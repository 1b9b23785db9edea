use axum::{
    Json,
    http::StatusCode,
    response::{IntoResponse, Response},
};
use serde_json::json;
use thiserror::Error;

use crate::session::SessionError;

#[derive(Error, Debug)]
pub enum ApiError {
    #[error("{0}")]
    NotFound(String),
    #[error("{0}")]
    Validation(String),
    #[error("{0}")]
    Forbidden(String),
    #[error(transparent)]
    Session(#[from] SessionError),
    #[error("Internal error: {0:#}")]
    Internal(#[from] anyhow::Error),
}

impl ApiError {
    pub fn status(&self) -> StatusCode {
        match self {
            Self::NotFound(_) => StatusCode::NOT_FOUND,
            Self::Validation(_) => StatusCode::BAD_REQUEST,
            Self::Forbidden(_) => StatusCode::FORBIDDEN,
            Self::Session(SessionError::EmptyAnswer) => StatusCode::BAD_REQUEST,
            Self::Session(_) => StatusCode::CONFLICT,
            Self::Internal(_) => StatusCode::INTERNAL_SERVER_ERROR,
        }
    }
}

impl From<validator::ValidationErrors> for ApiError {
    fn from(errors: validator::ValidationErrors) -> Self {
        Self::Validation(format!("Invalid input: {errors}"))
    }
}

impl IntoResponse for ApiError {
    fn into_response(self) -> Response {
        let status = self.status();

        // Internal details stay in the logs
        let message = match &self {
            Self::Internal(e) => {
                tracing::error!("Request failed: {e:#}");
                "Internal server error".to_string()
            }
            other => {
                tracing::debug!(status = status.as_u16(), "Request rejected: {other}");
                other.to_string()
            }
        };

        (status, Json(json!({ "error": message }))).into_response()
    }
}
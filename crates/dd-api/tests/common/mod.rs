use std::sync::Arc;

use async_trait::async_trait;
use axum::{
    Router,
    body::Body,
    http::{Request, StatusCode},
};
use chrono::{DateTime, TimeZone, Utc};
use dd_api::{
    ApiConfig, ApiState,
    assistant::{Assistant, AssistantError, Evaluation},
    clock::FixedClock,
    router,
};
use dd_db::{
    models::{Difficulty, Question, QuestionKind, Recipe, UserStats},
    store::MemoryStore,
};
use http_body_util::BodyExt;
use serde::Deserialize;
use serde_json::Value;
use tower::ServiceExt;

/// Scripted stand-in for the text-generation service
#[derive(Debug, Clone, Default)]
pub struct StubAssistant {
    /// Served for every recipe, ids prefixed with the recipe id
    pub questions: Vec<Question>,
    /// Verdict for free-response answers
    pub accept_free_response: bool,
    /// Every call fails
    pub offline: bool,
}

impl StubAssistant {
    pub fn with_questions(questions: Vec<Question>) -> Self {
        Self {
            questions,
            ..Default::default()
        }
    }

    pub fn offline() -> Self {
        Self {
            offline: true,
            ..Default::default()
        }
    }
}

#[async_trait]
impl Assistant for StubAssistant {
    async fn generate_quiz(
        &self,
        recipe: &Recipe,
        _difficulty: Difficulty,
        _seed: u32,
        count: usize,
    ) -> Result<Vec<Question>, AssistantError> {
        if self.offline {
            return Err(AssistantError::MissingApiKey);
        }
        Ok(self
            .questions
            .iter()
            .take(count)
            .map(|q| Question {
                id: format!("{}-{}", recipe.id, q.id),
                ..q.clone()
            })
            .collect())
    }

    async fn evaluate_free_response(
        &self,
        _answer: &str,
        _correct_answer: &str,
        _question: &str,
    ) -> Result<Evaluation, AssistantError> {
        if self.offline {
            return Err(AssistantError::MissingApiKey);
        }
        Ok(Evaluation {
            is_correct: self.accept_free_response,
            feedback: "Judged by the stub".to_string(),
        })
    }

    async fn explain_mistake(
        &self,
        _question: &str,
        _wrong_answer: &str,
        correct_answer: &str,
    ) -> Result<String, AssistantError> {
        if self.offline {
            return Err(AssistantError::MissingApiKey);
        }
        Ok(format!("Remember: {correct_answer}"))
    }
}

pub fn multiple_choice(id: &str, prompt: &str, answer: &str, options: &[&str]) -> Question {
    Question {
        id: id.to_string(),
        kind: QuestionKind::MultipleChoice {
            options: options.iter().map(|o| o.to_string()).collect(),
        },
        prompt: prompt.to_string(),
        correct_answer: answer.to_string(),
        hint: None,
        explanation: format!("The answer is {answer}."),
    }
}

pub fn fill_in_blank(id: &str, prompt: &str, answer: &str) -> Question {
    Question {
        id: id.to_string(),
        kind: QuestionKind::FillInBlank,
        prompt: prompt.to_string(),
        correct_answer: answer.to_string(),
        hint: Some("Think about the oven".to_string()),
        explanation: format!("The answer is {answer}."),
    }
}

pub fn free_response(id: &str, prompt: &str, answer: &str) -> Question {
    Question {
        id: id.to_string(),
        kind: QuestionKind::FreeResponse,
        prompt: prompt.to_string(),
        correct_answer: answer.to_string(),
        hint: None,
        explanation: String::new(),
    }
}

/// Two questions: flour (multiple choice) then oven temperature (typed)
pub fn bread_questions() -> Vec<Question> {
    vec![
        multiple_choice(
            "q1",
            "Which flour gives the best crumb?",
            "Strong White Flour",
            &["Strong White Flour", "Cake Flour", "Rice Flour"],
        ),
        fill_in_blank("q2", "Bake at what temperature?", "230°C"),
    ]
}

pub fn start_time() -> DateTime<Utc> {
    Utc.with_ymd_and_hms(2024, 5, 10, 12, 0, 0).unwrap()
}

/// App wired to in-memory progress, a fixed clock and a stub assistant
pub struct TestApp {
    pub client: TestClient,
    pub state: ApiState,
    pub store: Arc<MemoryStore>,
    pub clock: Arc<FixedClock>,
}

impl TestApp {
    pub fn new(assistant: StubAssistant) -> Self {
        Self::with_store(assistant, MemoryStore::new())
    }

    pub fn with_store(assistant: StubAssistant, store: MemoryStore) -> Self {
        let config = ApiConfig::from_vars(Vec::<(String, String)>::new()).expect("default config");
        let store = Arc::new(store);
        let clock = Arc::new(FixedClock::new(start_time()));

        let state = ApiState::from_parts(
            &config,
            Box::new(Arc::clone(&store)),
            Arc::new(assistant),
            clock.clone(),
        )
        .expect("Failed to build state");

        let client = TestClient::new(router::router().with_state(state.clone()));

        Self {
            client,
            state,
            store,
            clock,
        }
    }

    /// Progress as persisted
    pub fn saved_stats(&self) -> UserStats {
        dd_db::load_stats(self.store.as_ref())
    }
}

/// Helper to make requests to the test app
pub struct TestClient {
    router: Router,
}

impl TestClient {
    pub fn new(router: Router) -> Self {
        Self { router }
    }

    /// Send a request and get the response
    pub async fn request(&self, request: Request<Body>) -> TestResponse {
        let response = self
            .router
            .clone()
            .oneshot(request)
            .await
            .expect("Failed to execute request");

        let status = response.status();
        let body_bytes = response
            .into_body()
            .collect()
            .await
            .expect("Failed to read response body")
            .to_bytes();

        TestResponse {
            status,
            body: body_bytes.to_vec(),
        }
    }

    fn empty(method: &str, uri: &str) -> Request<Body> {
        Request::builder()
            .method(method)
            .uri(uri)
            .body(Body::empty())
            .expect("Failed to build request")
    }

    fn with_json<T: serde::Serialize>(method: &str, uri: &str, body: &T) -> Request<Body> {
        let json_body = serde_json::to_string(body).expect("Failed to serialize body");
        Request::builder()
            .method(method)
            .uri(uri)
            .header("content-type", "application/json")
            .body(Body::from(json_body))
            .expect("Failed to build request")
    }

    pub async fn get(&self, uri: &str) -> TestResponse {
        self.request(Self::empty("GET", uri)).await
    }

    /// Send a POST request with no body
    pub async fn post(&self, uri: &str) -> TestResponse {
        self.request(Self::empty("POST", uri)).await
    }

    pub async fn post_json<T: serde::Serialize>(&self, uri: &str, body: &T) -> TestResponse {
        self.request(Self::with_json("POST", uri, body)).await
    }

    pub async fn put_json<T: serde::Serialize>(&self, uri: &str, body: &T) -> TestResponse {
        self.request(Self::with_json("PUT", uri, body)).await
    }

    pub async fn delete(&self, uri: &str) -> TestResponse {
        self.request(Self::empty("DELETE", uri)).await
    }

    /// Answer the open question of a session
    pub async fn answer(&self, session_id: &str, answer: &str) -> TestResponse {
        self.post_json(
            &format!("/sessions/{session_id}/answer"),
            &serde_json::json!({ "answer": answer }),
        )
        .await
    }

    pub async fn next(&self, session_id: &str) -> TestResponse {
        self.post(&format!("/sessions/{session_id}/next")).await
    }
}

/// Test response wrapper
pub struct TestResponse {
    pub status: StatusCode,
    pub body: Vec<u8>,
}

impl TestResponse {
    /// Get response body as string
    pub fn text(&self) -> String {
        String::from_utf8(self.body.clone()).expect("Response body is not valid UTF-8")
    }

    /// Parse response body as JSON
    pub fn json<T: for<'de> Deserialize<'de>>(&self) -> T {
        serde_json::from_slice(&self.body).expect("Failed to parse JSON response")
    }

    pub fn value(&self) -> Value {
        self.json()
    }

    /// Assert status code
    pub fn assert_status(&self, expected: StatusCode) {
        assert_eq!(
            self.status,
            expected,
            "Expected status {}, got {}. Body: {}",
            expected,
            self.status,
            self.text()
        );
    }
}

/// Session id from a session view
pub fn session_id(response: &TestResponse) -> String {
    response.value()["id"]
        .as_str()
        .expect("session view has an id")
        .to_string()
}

== == ==

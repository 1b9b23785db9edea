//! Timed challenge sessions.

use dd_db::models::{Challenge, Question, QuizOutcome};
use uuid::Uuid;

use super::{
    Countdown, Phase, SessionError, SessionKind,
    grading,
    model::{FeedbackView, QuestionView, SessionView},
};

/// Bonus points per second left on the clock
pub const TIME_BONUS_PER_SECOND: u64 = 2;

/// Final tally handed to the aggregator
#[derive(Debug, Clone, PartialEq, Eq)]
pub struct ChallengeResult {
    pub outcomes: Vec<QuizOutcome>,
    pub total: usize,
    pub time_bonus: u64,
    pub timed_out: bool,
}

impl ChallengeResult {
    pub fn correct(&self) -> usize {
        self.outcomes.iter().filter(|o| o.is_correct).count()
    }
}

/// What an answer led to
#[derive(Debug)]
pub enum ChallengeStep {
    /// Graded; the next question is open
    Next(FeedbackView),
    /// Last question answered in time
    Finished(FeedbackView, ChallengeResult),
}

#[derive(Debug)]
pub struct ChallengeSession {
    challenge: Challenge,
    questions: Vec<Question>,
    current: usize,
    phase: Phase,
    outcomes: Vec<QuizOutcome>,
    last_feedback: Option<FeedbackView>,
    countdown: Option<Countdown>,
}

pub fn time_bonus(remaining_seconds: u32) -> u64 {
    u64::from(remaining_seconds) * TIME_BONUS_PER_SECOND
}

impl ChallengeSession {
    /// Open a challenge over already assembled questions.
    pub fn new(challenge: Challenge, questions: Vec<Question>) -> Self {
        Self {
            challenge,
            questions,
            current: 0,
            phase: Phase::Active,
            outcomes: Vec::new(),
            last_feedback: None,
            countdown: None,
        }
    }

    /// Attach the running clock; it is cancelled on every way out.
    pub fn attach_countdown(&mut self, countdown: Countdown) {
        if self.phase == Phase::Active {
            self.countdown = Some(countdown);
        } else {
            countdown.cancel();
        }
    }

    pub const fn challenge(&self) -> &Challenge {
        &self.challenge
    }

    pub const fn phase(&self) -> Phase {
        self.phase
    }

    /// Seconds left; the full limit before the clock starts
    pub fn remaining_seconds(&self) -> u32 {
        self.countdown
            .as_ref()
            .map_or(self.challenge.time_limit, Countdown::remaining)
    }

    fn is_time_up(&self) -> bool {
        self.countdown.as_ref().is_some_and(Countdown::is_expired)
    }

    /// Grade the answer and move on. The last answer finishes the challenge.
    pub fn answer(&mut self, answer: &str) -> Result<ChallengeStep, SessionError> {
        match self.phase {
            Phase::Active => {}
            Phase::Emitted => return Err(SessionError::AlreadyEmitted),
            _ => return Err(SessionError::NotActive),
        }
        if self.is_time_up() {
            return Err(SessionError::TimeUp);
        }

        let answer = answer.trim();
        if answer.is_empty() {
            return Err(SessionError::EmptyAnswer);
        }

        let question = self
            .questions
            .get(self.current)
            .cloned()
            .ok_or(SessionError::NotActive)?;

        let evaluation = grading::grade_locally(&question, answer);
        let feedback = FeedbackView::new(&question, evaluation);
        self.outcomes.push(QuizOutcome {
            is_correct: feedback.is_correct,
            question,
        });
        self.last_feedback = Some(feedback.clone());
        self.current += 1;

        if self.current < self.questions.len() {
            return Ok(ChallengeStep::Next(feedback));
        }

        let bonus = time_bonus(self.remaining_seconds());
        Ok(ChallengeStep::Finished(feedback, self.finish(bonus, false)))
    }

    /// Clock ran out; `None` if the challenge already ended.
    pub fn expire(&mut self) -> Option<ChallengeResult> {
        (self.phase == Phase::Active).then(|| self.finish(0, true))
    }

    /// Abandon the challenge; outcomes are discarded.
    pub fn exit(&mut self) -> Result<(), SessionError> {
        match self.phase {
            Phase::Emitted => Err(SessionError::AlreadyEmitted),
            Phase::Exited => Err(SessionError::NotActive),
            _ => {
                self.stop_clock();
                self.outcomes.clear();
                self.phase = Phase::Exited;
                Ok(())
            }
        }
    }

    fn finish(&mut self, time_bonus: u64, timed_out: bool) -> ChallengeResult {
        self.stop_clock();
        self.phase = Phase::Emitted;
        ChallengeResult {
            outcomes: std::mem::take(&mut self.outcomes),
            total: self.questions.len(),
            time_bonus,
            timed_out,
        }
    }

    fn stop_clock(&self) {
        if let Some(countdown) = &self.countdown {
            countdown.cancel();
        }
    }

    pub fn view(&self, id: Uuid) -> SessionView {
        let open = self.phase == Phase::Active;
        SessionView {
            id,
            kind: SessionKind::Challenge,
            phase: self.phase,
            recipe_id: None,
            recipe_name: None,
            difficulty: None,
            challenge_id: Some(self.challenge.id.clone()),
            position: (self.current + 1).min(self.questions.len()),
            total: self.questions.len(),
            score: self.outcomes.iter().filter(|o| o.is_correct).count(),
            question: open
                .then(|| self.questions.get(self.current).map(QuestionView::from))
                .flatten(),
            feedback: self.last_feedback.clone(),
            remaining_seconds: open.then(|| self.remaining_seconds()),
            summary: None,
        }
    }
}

== == ==

-- Exercise details --
Only lines holding the string "SessionView" are wanted; gather each one from the entries above.

-- Solution for this task --
    model::{FeedbackView, QuestionView, SessionView},
    pub fn view(&self, id: Uuid) -> SessionView {
        SessionView {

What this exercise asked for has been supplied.